(WORK ORDER): Go through the records and copy each line where the word "FfmpegError" occurs.

Entries taken from a collection:

________________________

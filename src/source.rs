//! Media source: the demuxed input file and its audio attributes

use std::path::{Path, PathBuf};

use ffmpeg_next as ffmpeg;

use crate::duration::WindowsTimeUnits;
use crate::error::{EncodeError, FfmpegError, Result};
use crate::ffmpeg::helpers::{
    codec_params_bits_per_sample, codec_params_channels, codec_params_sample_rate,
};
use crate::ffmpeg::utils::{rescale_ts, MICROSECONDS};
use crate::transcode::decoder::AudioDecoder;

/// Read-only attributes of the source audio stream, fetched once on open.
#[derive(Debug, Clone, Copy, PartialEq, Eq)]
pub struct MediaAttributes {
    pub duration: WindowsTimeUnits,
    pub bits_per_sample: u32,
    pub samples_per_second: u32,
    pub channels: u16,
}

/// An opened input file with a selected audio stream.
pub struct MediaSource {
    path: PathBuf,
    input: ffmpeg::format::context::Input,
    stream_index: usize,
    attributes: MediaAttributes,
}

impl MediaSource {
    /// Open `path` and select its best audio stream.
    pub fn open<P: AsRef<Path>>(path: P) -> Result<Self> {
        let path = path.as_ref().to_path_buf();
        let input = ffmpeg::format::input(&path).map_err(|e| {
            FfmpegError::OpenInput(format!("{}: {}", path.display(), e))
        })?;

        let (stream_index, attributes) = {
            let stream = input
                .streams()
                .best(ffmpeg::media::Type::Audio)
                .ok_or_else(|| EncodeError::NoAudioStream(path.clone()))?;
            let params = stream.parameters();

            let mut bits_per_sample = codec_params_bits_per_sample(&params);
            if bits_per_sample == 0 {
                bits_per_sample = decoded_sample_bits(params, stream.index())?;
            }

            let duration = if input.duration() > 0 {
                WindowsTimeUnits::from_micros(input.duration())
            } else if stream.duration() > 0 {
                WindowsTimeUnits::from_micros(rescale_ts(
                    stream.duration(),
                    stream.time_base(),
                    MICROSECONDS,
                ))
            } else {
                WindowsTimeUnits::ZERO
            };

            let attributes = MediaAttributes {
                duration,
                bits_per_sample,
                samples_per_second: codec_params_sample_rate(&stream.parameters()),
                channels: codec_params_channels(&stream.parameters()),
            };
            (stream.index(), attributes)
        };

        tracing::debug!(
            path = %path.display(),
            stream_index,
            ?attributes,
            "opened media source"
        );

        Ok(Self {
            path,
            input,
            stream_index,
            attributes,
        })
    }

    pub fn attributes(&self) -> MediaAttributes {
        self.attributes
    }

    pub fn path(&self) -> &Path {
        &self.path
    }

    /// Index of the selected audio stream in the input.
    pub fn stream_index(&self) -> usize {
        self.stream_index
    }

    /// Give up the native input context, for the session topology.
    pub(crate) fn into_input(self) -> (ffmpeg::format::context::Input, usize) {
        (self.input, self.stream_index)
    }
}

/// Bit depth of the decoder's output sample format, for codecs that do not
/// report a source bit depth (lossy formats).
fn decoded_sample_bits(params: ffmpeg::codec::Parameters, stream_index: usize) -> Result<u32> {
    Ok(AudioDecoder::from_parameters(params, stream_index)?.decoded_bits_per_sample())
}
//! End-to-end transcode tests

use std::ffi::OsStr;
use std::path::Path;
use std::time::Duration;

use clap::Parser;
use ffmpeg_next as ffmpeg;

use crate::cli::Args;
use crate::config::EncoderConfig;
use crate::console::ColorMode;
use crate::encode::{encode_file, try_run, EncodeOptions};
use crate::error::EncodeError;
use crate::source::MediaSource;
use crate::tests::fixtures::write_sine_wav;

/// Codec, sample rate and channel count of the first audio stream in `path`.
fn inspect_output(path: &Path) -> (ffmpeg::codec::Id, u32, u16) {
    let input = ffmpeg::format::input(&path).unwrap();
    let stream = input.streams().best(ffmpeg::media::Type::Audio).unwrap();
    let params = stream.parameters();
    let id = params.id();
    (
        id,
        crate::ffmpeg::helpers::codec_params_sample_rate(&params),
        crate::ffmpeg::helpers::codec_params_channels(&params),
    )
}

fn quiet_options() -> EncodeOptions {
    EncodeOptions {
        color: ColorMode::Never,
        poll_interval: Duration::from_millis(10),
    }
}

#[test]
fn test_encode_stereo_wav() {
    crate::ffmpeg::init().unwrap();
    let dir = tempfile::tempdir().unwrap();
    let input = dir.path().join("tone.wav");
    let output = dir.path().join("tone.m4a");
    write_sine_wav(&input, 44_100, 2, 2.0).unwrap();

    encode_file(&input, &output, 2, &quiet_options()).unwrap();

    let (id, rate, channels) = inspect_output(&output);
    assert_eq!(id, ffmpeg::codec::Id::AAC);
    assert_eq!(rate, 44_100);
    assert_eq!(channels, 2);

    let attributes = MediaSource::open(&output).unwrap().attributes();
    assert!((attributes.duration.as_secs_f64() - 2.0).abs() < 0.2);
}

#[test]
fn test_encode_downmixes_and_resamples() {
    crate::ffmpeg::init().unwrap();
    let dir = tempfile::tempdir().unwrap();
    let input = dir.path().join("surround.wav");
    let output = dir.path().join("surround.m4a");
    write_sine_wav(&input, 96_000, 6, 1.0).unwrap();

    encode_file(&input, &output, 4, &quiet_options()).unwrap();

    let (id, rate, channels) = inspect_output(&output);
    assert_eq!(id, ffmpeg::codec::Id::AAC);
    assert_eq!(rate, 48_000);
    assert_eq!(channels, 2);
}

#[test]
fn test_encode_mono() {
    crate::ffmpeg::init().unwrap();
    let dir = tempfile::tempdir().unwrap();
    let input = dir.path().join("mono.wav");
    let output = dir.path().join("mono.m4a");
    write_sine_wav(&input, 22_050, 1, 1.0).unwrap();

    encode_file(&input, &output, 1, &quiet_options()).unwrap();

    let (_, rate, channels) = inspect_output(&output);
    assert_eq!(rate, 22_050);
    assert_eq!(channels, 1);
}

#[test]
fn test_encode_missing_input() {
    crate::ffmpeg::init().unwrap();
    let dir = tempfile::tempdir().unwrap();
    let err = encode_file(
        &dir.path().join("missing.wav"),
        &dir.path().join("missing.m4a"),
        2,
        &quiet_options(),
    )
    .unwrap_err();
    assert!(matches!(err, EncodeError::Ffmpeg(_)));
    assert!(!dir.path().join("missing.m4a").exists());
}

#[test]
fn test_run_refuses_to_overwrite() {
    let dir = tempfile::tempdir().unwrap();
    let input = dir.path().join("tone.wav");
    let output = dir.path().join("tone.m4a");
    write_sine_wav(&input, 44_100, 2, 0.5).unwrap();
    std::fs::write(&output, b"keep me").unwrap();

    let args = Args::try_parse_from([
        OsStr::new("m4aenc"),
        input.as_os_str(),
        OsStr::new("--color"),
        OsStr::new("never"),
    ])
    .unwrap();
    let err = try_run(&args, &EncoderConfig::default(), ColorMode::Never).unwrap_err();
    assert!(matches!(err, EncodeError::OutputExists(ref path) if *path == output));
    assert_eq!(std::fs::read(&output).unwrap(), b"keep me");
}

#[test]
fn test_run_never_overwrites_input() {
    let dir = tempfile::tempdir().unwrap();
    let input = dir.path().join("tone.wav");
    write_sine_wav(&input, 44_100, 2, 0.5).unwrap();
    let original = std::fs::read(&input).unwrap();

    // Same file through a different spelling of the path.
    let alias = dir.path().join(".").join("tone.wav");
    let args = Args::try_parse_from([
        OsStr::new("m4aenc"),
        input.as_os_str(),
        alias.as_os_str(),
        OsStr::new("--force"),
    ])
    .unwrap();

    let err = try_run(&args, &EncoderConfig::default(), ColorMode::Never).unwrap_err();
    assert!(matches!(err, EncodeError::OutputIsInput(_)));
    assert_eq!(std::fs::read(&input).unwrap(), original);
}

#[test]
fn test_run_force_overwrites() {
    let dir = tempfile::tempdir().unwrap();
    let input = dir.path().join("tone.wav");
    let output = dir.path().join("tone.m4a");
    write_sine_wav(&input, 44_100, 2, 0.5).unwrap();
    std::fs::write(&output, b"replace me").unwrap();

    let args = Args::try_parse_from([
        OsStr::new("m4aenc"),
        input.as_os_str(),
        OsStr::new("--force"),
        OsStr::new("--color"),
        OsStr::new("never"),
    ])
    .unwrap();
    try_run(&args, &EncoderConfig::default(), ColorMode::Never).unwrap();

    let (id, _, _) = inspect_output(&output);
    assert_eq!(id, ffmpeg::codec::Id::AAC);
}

________________________

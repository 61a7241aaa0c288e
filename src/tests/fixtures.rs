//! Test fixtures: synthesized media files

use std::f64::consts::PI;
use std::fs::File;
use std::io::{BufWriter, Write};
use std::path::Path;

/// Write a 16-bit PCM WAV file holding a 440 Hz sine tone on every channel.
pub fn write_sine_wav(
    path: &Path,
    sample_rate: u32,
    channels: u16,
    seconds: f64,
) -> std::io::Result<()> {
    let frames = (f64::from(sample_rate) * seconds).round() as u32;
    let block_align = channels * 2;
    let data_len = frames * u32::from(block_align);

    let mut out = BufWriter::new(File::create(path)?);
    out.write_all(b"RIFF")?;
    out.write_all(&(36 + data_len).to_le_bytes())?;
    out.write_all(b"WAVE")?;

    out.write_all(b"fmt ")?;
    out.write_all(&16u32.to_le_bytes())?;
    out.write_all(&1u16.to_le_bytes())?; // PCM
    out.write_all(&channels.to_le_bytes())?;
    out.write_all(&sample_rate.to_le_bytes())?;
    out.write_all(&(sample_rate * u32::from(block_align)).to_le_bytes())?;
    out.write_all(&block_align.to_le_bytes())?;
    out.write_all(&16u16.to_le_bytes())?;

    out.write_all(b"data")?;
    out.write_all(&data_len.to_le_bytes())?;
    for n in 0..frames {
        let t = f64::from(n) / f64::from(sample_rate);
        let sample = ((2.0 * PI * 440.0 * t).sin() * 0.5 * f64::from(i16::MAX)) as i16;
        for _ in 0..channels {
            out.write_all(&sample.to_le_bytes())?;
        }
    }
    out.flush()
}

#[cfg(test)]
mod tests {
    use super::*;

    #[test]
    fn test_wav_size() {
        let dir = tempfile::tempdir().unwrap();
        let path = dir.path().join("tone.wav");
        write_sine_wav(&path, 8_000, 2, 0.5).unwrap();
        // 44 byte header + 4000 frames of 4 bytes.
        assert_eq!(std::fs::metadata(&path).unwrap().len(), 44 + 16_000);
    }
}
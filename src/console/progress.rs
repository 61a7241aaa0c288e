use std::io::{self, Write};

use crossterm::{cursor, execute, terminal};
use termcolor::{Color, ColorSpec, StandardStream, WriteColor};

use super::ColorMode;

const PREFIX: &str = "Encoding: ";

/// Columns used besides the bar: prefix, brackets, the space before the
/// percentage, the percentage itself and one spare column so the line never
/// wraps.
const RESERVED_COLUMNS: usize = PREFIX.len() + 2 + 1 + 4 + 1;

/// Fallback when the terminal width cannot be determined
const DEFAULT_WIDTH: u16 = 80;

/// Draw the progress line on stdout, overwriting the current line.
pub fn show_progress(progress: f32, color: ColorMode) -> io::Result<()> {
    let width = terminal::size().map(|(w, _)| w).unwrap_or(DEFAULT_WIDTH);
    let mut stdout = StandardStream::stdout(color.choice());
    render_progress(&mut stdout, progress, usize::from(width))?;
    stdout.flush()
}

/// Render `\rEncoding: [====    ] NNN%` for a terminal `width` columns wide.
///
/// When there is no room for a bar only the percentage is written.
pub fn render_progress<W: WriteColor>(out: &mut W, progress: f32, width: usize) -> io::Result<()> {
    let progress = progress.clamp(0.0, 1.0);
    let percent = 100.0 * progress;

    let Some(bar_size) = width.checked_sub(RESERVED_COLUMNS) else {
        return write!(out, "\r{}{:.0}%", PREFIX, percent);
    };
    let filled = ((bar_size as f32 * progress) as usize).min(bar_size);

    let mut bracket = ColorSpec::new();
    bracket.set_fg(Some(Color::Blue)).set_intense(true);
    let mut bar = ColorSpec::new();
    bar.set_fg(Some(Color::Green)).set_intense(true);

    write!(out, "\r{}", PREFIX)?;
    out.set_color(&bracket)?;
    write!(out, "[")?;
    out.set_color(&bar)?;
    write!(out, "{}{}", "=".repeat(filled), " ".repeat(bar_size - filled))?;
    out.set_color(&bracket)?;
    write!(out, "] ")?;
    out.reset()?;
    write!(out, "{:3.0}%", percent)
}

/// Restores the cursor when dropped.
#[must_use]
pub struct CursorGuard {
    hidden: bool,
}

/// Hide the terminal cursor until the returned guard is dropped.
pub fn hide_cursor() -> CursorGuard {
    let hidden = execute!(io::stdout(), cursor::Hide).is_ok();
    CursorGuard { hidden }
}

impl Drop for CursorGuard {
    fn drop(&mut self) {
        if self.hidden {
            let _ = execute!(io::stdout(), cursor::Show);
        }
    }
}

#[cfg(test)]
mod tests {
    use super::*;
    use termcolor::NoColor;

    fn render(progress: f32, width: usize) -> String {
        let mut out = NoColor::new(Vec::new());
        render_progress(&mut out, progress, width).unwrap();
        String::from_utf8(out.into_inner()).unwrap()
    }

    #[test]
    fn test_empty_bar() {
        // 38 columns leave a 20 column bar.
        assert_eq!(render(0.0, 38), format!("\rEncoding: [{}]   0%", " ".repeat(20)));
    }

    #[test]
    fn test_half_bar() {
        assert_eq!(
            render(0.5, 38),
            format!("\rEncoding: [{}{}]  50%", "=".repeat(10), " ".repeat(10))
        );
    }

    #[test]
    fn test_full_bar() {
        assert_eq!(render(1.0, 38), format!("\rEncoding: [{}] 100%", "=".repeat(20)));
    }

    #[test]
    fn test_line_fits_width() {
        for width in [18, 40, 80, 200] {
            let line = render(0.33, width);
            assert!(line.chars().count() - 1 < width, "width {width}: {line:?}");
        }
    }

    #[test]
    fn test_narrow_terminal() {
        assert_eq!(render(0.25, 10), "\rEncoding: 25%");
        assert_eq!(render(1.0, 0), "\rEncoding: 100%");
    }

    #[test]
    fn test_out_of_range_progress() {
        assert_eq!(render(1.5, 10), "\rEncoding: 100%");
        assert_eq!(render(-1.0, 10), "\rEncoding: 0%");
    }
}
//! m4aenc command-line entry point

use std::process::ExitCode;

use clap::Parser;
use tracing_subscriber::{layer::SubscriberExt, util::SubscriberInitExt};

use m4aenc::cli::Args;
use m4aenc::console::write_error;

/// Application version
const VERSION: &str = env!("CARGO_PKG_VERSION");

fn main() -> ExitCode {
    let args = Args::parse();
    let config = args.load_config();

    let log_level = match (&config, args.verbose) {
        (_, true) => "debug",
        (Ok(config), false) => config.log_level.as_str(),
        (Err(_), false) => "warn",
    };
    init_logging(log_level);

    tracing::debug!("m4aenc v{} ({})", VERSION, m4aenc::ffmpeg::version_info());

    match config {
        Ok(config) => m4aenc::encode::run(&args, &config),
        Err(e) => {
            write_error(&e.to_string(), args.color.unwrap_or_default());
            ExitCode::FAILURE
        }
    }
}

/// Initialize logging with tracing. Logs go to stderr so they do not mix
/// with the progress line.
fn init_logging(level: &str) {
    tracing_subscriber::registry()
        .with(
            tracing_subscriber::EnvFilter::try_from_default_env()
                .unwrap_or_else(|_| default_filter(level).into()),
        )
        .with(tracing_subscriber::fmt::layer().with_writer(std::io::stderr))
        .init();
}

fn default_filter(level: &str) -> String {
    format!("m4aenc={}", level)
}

________________________

(SOLUTION FOR THIS PROBLEM):
use crate::error::{EncodeError, FfmpegError, Result};
            FfmpegError::OpenInput(format!("{}: {}", path.display(), e))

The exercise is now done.